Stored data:
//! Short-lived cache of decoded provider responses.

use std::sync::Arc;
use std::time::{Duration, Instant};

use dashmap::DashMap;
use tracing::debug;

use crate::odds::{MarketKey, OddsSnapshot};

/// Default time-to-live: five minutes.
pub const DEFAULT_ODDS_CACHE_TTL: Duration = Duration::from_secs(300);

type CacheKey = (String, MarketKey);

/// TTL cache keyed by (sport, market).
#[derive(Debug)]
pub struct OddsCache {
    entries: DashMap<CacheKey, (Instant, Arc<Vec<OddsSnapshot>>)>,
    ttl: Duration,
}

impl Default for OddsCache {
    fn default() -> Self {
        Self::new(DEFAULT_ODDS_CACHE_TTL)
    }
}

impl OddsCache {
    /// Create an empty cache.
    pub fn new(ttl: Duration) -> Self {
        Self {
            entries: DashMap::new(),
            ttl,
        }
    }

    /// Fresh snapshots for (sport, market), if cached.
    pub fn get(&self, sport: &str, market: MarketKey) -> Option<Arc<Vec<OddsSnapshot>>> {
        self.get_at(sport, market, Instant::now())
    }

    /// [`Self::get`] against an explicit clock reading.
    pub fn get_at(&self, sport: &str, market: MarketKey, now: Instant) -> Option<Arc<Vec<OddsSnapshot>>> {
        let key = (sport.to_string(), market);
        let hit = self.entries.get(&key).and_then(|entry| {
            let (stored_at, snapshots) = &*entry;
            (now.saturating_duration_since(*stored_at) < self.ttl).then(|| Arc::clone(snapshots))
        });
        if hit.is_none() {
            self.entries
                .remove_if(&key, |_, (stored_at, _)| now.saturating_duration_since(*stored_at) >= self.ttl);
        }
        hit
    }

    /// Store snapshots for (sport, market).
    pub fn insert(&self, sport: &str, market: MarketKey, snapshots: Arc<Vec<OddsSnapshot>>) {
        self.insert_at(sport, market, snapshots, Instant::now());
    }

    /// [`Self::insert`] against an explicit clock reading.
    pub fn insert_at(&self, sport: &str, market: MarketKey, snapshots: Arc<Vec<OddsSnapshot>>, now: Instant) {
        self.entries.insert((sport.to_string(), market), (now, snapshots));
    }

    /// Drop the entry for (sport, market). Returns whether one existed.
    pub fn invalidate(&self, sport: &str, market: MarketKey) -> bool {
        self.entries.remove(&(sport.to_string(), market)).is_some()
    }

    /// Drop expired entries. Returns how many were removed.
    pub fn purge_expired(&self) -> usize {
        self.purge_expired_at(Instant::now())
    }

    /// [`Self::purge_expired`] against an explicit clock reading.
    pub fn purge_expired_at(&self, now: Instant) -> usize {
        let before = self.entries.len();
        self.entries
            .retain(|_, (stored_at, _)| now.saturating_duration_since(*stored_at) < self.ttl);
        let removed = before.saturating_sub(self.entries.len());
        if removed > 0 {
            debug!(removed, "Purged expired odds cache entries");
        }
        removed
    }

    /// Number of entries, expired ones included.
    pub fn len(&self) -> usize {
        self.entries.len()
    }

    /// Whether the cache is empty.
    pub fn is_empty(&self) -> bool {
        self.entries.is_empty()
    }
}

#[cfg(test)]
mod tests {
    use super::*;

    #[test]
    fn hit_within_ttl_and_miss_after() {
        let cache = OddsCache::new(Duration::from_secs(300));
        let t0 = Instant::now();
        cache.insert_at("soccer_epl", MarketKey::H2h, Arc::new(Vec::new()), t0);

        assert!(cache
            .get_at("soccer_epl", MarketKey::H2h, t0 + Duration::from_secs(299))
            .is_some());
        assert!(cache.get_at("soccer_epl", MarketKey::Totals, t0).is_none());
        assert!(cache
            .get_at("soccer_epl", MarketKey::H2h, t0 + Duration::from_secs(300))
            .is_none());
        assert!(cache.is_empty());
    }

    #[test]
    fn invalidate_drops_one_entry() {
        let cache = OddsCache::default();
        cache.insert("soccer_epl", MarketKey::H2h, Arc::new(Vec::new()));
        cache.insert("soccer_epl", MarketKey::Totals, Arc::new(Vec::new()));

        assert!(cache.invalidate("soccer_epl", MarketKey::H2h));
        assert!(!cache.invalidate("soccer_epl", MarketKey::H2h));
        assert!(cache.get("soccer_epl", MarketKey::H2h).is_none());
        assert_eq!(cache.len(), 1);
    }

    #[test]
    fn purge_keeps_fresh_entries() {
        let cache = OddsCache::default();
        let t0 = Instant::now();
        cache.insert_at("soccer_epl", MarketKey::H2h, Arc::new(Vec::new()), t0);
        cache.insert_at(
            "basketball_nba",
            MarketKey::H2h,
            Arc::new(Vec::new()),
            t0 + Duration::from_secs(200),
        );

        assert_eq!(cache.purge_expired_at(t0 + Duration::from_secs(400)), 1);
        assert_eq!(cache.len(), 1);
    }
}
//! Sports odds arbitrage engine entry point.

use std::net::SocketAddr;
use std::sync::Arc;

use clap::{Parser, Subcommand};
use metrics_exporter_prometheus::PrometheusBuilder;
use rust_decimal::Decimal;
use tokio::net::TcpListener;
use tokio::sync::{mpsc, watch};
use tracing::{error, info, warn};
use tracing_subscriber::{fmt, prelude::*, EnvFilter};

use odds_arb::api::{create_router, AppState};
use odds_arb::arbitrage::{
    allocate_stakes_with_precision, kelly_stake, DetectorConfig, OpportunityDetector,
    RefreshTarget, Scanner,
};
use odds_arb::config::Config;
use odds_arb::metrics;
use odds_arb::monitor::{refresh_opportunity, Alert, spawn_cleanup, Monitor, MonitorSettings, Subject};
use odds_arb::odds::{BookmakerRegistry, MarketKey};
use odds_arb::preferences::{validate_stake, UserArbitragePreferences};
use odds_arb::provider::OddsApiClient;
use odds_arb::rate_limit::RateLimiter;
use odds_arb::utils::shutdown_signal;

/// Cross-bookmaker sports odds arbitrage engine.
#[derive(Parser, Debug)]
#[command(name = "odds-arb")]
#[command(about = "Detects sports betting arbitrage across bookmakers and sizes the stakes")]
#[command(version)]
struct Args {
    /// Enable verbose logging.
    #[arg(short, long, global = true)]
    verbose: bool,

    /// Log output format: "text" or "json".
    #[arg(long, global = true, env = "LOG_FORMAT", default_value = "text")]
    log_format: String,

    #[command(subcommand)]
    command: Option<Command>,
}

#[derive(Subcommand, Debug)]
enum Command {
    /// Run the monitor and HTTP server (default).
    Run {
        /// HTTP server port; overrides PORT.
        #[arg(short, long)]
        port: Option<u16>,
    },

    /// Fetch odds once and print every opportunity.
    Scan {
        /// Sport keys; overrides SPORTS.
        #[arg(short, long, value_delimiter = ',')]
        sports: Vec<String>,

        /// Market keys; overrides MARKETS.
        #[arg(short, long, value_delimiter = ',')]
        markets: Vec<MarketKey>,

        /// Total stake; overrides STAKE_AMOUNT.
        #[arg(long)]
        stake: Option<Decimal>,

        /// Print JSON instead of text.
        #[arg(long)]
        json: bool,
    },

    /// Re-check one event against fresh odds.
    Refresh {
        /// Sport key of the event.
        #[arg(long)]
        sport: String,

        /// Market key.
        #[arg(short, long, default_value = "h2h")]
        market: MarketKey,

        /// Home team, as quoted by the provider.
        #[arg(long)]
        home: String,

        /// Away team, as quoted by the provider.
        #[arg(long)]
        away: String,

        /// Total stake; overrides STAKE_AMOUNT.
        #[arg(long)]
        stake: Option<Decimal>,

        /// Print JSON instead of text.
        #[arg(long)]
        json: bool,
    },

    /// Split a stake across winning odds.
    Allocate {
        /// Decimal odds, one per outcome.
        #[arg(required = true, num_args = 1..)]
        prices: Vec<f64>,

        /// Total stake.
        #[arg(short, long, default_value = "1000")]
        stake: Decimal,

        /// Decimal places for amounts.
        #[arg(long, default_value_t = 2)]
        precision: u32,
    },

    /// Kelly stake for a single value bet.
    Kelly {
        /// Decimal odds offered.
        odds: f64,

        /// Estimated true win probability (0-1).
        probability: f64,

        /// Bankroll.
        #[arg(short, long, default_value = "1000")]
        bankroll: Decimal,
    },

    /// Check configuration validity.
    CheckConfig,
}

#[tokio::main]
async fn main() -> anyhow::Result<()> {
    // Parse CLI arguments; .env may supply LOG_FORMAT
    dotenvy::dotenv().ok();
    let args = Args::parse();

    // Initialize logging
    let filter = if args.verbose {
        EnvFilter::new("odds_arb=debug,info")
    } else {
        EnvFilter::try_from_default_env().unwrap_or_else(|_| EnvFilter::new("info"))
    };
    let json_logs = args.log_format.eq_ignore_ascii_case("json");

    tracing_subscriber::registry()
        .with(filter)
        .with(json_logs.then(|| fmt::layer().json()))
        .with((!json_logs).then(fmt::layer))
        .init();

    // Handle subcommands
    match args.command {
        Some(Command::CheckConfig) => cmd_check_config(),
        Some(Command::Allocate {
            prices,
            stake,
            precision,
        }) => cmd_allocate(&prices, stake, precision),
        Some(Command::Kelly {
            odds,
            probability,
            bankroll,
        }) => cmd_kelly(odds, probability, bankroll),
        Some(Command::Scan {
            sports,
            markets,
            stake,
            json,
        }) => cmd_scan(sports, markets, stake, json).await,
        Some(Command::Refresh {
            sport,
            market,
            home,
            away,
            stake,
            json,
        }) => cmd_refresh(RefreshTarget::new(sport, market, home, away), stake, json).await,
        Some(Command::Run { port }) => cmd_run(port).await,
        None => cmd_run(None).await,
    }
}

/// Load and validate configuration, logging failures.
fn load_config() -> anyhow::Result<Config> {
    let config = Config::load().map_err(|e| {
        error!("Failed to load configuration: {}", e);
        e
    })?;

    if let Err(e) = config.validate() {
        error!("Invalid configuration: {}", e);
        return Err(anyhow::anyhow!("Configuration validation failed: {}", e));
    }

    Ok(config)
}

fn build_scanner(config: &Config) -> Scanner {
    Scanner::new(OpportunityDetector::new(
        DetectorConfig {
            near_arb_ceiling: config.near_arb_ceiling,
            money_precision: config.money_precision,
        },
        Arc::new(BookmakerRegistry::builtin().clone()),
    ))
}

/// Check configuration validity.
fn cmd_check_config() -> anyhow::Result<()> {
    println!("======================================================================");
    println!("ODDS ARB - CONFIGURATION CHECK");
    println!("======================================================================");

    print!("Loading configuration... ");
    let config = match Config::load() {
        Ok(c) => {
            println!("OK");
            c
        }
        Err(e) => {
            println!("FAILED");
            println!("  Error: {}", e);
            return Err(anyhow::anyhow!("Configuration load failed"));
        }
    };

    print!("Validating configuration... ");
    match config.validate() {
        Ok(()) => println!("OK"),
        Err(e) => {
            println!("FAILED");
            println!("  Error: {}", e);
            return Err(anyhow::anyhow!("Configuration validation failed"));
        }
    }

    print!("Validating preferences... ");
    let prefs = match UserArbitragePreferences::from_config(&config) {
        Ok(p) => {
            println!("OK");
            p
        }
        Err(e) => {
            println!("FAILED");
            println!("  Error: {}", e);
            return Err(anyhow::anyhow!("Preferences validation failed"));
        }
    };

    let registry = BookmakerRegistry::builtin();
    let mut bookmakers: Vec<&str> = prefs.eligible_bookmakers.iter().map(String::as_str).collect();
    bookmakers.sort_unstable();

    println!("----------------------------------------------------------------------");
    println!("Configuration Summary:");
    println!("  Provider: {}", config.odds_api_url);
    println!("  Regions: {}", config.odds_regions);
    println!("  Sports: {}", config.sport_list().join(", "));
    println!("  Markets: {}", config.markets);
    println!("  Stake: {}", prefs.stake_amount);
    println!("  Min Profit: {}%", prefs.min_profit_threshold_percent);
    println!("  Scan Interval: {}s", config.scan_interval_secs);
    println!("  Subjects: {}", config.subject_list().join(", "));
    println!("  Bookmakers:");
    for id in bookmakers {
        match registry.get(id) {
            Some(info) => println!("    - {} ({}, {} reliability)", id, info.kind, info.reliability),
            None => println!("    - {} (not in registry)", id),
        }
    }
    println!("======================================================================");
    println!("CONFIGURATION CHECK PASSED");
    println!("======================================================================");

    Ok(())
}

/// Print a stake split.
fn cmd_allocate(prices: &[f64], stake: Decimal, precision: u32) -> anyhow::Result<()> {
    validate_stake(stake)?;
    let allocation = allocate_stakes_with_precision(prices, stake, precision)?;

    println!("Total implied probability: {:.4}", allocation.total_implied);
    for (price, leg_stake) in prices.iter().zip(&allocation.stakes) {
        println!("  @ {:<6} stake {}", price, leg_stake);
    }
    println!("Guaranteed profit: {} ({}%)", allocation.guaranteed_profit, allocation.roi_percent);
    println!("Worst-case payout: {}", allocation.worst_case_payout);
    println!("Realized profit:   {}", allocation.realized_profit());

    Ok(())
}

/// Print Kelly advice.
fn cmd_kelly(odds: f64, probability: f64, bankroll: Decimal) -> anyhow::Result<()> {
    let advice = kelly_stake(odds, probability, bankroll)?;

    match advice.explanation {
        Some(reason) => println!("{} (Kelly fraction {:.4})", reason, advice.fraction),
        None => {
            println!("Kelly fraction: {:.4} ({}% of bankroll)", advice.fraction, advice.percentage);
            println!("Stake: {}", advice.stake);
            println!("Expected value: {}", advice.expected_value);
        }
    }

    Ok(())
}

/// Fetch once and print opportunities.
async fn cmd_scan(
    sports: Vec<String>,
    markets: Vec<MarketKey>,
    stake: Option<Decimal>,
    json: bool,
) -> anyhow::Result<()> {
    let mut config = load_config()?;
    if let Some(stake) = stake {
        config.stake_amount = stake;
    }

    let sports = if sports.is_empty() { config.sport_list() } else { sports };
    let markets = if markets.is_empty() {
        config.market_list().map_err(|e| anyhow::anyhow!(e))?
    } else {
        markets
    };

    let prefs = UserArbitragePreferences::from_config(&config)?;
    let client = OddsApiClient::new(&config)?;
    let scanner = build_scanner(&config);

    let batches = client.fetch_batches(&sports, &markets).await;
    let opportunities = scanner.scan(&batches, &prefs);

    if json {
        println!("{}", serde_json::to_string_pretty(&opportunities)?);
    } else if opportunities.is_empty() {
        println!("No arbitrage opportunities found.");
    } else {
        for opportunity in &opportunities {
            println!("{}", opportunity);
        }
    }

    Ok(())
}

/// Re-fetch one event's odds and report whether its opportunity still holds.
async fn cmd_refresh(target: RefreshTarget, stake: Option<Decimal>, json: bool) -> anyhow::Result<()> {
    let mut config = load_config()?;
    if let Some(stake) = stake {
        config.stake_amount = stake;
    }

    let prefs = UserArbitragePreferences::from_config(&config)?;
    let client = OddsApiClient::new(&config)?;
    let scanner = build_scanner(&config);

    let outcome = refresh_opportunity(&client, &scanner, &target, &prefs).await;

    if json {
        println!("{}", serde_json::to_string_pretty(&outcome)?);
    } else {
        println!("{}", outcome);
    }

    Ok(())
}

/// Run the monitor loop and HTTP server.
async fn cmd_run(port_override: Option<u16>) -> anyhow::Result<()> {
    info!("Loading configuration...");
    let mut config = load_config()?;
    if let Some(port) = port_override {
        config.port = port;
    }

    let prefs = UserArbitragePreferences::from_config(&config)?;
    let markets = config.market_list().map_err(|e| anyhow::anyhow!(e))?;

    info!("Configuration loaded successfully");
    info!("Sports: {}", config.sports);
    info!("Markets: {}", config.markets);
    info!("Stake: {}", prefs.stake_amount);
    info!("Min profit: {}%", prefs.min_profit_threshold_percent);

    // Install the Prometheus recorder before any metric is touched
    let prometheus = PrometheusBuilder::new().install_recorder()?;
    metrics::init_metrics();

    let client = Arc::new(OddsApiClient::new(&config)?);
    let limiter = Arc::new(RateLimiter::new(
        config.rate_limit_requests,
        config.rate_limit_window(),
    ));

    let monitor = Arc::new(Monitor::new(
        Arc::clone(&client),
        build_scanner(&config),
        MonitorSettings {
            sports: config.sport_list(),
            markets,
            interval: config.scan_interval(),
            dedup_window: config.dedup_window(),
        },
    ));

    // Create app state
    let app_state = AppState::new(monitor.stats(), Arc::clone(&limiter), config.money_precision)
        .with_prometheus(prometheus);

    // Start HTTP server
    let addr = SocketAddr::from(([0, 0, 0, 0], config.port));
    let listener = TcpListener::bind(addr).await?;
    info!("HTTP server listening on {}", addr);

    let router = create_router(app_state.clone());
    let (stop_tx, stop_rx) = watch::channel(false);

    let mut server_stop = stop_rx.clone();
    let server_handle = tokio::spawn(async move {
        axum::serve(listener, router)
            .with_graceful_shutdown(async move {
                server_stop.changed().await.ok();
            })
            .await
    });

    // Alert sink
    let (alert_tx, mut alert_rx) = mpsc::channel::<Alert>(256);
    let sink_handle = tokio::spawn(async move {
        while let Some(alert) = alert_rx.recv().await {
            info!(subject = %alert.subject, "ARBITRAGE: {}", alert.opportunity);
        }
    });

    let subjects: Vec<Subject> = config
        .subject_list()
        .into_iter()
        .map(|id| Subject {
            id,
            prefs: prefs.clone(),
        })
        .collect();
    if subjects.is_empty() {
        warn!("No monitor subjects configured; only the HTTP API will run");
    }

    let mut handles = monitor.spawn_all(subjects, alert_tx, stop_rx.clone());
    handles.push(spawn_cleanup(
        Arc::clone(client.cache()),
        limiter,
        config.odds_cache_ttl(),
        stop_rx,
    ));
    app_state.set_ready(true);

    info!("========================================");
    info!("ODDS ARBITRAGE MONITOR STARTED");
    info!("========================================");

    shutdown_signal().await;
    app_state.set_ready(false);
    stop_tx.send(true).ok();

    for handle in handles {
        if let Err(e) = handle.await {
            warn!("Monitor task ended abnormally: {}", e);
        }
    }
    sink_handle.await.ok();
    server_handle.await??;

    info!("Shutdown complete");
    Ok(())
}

▸ Requirement
Starting at the line above that contains "HTTP server (default).", repeat each line exactly up to and including the line that contains "one per outcome.", and stop there.

▸ Task response
    /// Run the monitor and HTTP server (default).
    Run {
        /// HTTP server port; overrides PORT.
        #[arg(short, long)]
        port: Option<u16>,
    },

    /// Fetch odds once and print every opportunity.
    Scan {
        /// Sport keys; overrides SPORTS.
        #[arg(short, long, value_delimiter = ',')]
        sports: Vec<String>,

        /// Market keys; overrides MARKETS.
        #[arg(short, long, value_delimiter = ',')]
        markets: Vec<MarketKey>,

        /// Total stake; overrides STAKE_AMOUNT.
        #[arg(long)]
        stake: Option<Decimal>,

        /// Print JSON instead of text.
        #[arg(long)]
        json: bool,
    },

    /// Re-check one event against fresh odds.
    Refresh {
        /// Sport key of the event.
        #[arg(long)]
        sport: String,

        /// Market key.
        #[arg(short, long, default_value = "h2h")]
        market: MarketKey,

        /// Home team, as quoted by the provider.
        #[arg(long)]
        home: String,

        /// Away team, as quoted by the provider.
        #[arg(long)]
        away: String,

        /// Total stake; overrides STAKE_AMOUNT.
        #[arg(long)]
        stake: Option<Decimal>,

        /// Print JSON instead of text.
        #[arg(long)]
        json: bool,
    },

    /// Split a stake across winning odds.
    Allocate {
        /// Decimal odds, one per outcome.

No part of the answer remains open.